## EXERCISE AIM
Extract all lines in the data that contain the word "contains".

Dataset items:
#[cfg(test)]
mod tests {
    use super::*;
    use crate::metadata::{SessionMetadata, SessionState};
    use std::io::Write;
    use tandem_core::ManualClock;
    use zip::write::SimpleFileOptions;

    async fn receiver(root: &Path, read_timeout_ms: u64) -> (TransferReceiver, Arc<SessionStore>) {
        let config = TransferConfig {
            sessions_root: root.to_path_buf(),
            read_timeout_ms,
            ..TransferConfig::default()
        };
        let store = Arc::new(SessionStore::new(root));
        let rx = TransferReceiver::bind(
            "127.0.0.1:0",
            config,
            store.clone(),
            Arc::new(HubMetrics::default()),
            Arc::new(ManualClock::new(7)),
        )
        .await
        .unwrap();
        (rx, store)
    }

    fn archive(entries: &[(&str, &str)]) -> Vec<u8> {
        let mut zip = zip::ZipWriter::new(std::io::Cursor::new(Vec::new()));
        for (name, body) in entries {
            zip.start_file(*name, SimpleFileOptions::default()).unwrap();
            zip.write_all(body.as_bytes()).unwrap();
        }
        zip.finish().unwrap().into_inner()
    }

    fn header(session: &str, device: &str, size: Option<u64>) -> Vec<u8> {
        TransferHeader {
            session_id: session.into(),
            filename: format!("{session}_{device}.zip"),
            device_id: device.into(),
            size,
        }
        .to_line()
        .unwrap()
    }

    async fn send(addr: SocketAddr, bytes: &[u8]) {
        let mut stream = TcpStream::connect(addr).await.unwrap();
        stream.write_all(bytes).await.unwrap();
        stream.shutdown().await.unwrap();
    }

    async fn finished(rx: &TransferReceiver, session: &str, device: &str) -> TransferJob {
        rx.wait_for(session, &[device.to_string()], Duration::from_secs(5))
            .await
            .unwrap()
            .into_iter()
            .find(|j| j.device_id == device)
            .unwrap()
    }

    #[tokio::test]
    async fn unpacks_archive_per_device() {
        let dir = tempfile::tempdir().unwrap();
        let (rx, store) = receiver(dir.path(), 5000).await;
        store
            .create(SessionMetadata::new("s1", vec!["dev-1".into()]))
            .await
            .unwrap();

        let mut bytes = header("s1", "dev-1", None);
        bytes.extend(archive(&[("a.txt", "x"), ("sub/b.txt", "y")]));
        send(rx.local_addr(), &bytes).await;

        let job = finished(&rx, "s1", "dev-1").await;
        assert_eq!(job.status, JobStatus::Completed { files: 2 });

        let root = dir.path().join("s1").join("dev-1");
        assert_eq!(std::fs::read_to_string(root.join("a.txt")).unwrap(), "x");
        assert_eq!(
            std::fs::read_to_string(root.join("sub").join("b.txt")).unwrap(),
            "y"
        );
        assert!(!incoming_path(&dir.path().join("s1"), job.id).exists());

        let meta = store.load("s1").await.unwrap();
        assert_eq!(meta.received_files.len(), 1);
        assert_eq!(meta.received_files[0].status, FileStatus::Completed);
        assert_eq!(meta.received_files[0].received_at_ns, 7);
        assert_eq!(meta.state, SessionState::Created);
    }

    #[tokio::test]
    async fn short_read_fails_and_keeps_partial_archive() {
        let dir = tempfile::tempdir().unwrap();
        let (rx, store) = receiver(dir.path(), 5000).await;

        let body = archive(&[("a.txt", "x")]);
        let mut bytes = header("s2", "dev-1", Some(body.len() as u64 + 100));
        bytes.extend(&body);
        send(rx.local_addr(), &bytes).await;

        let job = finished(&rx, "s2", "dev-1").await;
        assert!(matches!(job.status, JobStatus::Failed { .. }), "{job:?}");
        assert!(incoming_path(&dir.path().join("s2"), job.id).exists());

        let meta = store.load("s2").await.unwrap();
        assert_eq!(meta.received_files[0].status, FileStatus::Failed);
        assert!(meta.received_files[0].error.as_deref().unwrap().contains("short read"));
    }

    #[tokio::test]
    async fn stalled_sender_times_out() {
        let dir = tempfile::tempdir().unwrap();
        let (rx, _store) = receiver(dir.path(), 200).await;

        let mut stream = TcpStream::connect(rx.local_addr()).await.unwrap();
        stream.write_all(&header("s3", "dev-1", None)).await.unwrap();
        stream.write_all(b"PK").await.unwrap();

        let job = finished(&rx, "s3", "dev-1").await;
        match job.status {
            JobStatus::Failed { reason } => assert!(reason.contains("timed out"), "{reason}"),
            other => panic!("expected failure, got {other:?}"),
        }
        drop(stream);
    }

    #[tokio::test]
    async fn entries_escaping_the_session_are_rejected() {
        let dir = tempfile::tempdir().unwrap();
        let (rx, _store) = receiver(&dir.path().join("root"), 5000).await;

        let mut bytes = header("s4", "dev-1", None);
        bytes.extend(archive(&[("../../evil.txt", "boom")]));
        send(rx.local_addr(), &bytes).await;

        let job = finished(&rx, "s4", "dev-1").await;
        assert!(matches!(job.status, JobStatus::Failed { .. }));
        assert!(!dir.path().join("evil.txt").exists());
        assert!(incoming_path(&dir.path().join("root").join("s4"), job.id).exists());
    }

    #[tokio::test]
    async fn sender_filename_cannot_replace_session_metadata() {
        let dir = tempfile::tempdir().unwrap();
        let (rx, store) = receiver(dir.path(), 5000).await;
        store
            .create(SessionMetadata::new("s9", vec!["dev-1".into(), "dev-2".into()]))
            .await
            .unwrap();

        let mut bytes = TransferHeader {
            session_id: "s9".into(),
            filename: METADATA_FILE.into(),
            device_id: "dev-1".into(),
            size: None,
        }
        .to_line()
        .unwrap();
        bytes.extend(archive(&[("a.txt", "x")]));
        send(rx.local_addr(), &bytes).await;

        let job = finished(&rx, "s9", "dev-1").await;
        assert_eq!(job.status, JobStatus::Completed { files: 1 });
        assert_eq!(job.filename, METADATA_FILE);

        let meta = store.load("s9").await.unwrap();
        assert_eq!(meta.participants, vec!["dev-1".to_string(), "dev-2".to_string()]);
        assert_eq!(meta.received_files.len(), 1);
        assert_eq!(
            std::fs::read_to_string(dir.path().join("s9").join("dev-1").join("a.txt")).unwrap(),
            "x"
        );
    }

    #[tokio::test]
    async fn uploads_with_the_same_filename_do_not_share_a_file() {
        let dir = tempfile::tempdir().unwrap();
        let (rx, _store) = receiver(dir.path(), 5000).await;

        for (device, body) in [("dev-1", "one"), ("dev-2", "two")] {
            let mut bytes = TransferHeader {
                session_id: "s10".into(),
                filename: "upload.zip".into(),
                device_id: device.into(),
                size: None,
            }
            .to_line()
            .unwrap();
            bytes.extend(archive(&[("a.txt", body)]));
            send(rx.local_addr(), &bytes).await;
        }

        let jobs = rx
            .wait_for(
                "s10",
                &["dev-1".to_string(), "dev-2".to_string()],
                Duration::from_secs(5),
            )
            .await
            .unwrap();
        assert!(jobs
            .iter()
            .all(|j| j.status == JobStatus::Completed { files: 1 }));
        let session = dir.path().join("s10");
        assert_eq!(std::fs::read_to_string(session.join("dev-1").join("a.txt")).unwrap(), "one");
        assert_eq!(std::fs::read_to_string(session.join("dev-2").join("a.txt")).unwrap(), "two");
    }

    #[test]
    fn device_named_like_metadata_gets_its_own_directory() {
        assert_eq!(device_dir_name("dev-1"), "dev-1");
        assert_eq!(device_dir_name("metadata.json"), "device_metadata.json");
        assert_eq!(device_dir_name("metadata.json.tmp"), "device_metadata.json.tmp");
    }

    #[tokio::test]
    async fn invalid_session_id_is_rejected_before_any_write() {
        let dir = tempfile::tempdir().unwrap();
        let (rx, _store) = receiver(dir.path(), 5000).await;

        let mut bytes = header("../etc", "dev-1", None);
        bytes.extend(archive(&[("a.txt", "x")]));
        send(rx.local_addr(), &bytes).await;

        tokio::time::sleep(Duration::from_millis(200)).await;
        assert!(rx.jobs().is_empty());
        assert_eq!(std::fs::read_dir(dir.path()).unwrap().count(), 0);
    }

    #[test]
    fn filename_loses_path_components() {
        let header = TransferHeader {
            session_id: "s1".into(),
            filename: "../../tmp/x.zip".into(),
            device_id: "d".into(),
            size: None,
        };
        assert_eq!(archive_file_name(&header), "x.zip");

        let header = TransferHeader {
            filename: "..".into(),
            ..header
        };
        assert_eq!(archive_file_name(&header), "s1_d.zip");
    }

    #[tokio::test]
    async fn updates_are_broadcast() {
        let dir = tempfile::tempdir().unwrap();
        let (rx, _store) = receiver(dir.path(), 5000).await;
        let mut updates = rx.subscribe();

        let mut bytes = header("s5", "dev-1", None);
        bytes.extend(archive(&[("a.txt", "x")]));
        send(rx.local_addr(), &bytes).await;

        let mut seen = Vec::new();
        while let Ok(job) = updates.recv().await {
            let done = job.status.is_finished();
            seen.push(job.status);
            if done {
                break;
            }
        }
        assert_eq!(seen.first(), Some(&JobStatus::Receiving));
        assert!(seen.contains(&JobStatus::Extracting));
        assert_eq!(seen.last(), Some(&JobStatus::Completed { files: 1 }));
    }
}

## RESPONSE TO THE TASK
        assert!(meta.received_files[0].error.as_deref().unwrap().contains("short read"));
            JobStatus::Failed { reason } => assert!(reason.contains("timed out"), "{reason}"),
        assert!(seen.contains(&JobStatus::Extracting));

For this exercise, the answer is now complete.